Tuesday, September 30, 2014

The Broken Hallelujah

Hallelujah is not a praising song, although it might as well be. 

It is a sigh, really—one that grays the space between surrender and defeat. 

It is the cry which one utters when he is exhausted from a fight he has been very passionate about, but then he discovers a truth he has not seen, and this changes how he feels about the fight, except now, he is spent, and he could not be anything more. The fight in him has left, and so has everything else.  

I saw your flag on the marble arch
But love is not a victory march
It’s a cold and it’s a broken hallelujah

The songwriter Leonard Cohen clearly alludes to the Bible, but he flits from one allusion to another, until the “you” he addresses in the song becomes unclear. At one point it refers to David, at another to Samson, and then to God, and finally, to some absent lover. A vagueness like this may start out to be appealing, but after a while, the lack of clarity becomes frustrating.

In the end, though, what I fail to understand does not matter as much as those that I do understand. A hallelujah is usually an exclamation of faith, a declaration of love--a single word for all of the words we cannot say. Praise You, God, for every thing.
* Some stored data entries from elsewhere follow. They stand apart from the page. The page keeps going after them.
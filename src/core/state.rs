//! Game outcome state and cumulative counters.
//!
//! ## GameState
//!
//! `Running` until the turn loop decides the game:
//! - `Won`: every seat ran out of cards
//! - `Lost`: a seat still holding cards missed its move quota
//!
//! Both terminal states are final until the game is reset.
//!
//! ## GameStats
//!
//! Counters that survive `reset_game`, so a driver running many trials on one
//! `Game` can report totals.

use serde::{Deserialize, Serialize};

/// Lifecycle of a single game.
#[derive(Clone, Copy, Debug, Default, PartialEq, Eq, Hash, Serialize, Deserialize)]
pub enum GameState {
    /// Turns are still being played.
    #[default]
    Running,
    /// All cards were played.
    Won,
    /// A player could not make the required number of moves.
    Lost,
}

impl GameState {
    /// Check if the game has ended.
    #[must_use]
    pub const fn is_terminal(self) -> bool {
        !matches!(self, GameState::Running)
    }
}

impl std::fmt::Display for GameState {
    fn fmt(&self, f: &mut std::fmt::Formatter<'_>) -> std::fmt::Result {
        let name = match self {
            GameState::Running => "running",
            GameState::Won => "won",
            GameState::Lost => "lost",
        };
        f.write_str(name)
    }
}

/// Cumulative statistics across every game played on one `Game`.
#[derive(Clone, Debug, Default, PartialEq, Eq, Serialize, Deserialize)]
pub struct GameStats {
    /// Games dealt (construction plus each reset).
    pub games: u64,

    /// Seat turns in which a strategy was invoked.
    pub turns: u64,

    /// Cards placed on board piles.
    pub moves: u64,

    /// Placements that used the exactly-ten jump back.
    pub jumps: u64,
}
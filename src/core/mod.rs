//! Core engine types: cards, moves, players, state, RNG, configuration.
//!
//! These are the building blocks shared by the piles, the rules and the
//! strategies.

pub mod action;
pub mod config;
pub mod player;
pub mod rng;
pub mod state;

pub use action::{Card, Move, PileKind};
pub use config::{ConfigError, GameConfig};
pub use player::{Player, PlayerId};
pub use rng::{GameRng, GameRngState, RandomSource};
pub use state::{GameState, GameStats};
I first heard the song's refrain in an episode of The West Wing. The refrain seemed to jump out of the scene, haunting and stubborn, demanding to be experienced on its own. And as I did, I was gripped by a surreal recognition: this is not the hallelujah that people know

This is my hallelujah.

It seems to me that this is how exhaustion would sound, if it had to be personified. And I know that there are those of us who wish that we didn't recognize it. In a song. Like an anthem of our soul.


The song alludes to how David's faith had been challenged by the bathing Bathsheba under the moonlight. David was a dutiful king during a very difficult time, but although his faith was strong, [God] needed proof. It baffled David, this test of his faith despite all the good that he did and all the struggle for it. It is understandable how, when he failed--in the song at least--he utters a cold and a broken hallelujah.

Perhaps I, too, like the "baffled king", think this "test" is cruel.

Too many of us are already doing the best that we can about what we are thrown in life, and when we have to struggle further because we are being "tested", in order to prove our worth for love, or in order to prove our faith...why, hallelujah.

None of it would make sense, to David, and to me, and I could imagine that no argument could ever come close to explaining the abandonment and betrayal that are afforded even to especially to the best of us.

Perhaps, like Cohen’s David, I, too, understand too well the privacy of this hallelujah. It is the resentment of a good man, undeserving of the Test of Faith he was bound to fail in. A resentment that is quieted now. I recognize the rebellion in the refrain, and the loathsome yearning to be rescued, and the resignation. And ultimately, the exhaustion for what never arrived. 


I heard there was a secret chord
That David played and it pleased the Lord
But You don't really care for music, do you?


In the end, who's to say that a cold and a broken hallelujah is valued less than its holier counterpart? Who's to say that confusion, or anger, or brokenness, cannot be a place for an exclamation of faith? Or who's to say that we risk heavenly favor if we question, quietly, what the suffering is for?

And about those of us who have been spent in the fight, who’s to say that we are not fighting still, here, with our very surrender?